use std::env;

use chrono::Duration;
use log::*;
use pasal_common::Secret;
use pasal_gateways::GatewayConfig;

const DEFAULT_PPS_HOST: &str = "127.0.0.1";
const DEFAULT_PPS_PORT: u16 = 8360;
const DEFAULT_PENDING_PAYMENT_TIMEOUT: Duration = Duration::hours(2);
const DEFAULT_SWEEP_INTERVAL_SECS: u64 = 60;

#[derive(Clone, Debug)]
pub struct ServerConfig {
    pub host: String,
    pub port: u16,
    pub database_url: String,
    /// Shared secret for the admin surface, checked by the header middleware.
    pub admin_api_key: Secret<String>,
    /// The time a digital-payment order may sit with a pending payment before the sweep cancels it.
    pub pending_payment_timeout: Duration,
    /// How often the background sweeps run, in seconds.
    pub sweep_interval_secs: u64,
    /// Payment provider credentials and endpoints.
    pub gateways: GatewayConfig,
}

impl Default for ServerConfig {
    fn default() -> Self {
        Self {
            host: DEFAULT_PPS_HOST.to_string(),
            port: DEFAULT_PPS_PORT,
            database_url: String::default(),
            admin_api_key: Secret::default(),
            pending_payment_timeout: DEFAULT_PENDING_PAYMENT_TIMEOUT,
            sweep_interval_secs: DEFAULT_SWEEP_INTERVAL_SECS,
            gateways: GatewayConfig::default(),
        }
    }
}

impl ServerConfig {
    pub fn new(host: &str, port: u16) -> Self {
        Self { host: host.to_string(), port, ..Default::default() }
    }

    pub fn from_env_or_default() -> Self {
        let host = env::var("PPS_HOST").ok().unwrap_or_else(|| DEFAULT_PPS_HOST.into());
        let port = env::var("PPS_PORT")
            .map(|s| {
                s.parse::<u16>().unwrap_or_else(|e| {
                    error!(
                        "🪛️ {s} is not a valid port for PPS_PORT. {e} Using the default, {DEFAULT_PPS_PORT}, instead."
                    );
                    DEFAULT_PPS_PORT
                })
            })
            .ok()
            .unwrap_or(DEFAULT_PPS_PORT);
        let database_url = env::var("PPS_DATABASE_URL").ok().unwrap_or_else(|| {
            error!("🪛️ PPS_DATABASE_URL is not set. Please set it to the URL for the payments database.");
            String::default()
        });
        let admin_api_key = env::var("PPS_ADMIN_API_KEY").map(Secret::new).unwrap_or_else(|_| {
            warn!("🪛️ PPS_ADMIN_API_KEY is not set. The admin surface will reject every request.");
            Secret::default()
        });
        let pending_payment_timeout = env::var("PPS_PENDING_PAYMENT_TIMEOUT_HOURS")
            .ok()
            .and_then(|s| s.parse::<i64>().ok())
            .map(Duration::hours)
            .unwrap_or(DEFAULT_PENDING_PAYMENT_TIMEOUT);
        let sweep_interval_secs = env::var("PPS_SWEEP_INTERVAL_SECS")
            .ok()
            .and_then(|s| s.parse::<u64>().ok())
            .unwrap_or(DEFAULT_SWEEP_INTERVAL_SECS);
        let gateways = GatewayConfig::from_env_or_default();
        Self { host, port, database_url, admin_api_key, pending_payment_timeout, sweep_interval_secs, gateways }
    }
}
++++
# DIRECTIONS FOR THIS TASK
Word for word and line for line, give the material again.

# ANSWER TO THIS TASK
use std::env;

use chrono::Duration;
use log::*;
use pasal_common::Secret;
use pasal_gateways::GatewayConfig;

const DEFAULT_PPS_HOST: &str = "127.0.0.1";
const DEFAULT_PPS_PORT: u16 = 8360;
const DEFAULT_PENDING_PAYMENT_TIMEOUT: Duration = Duration::hours(2);
const DEFAULT_SWEEP_INTERVAL_SECS: u64 = 60;

#[derive(Clone, Debug)]
pub struct ServerConfig {
    pub host: String,
    pub port: u16,
    pub database_url: String,
    /// Shared secret for the admin surface, checked by the header middleware.
    pub admin_api_key: Secret<String>,
    /// The time a digital-payment order may sit with a pending payment before the sweep cancels it.
    pub pending_payment_timeout: Duration,
    /// How often the background sweeps run, in seconds.
    pub sweep_interval_secs: u64,
    /// Payment provider credentials and endpoints.
    pub gateways: GatewayConfig,
}

impl Default for ServerConfig {
    fn default() -> Self {
        Self {
            host: DEFAULT_PPS_HOST.to_string(),
            port: DEFAULT_PPS_PORT,
            database_url: String::default(),
            admin_api_key: Secret::default(),
            pending_payment_timeout: DEFAULT_PENDING_PAYMENT_TIMEOUT,
            sweep_interval_secs: DEFAULT_SWEEP_INTERVAL_SECS,
            gateways: GatewayConfig::default(),
        }
    }
}

impl ServerConfig {
    pub fn new(host: &str, port: u16) -> Self {
        Self { host: host.to_string(), port, ..Default::default() }
    }

    pub fn from_env_or_default() -> Self {
        let host = env::var("PPS_HOST").ok().unwrap_or_else(|| DEFAULT_PPS_HOST.into());
        let port = env::var("PPS_PORT")
            .map(|s| {
                s.parse::<u16>().unwrap_or_else(|e| {
                    error!(
                        "🪛️ {s} is not a valid port for PPS_PORT. {e} Using the default, {DEFAULT_PPS_PORT}, instead."
                    );
                    DEFAULT_PPS_PORT
                })
            })
            .ok()
            .unwrap_or(DEFAULT_PPS_PORT);
        let database_url = env::var("PPS_DATABASE_URL").ok().unwrap_or_else(|| {
            error!("🪛️ PPS_DATABASE_URL is not set. Please set it to the URL for the payments database.");
            String::default()
        });
        let admin_api_key = env::var("PPS_ADMIN_API_KEY").map(Secret::new).unwrap_or_else(|_| {
            warn!("🪛️ PPS_ADMIN_API_KEY is not set. The admin surface will reject every request.");
            Secret::default()
        });
        let pending_payment_timeout = env::var("PPS_PENDING_PAYMENT_TIMEOUT_HOURS")
            .ok()
            .and_then(|s| s.parse::<i64>().ok())
            .map(Duration::hours)
            .unwrap_or(DEFAULT_PENDING_PAYMENT_TIMEOUT);
        let sweep_interval_secs = env::var("PPS_SWEEP_INTERVAL_SECS")
            .ok()
            .and_then(|s| s.parse::<u64>().ok())
            .unwrap_or(DEFAULT_SWEEP_INTERVAL_SECS);
        let gateways = GatewayConfig::from_env_or_default();
        Self { host, port, database_url, admin_api_key, pending_payment_timeout, sweep_interval_secs, gateways }
    }
}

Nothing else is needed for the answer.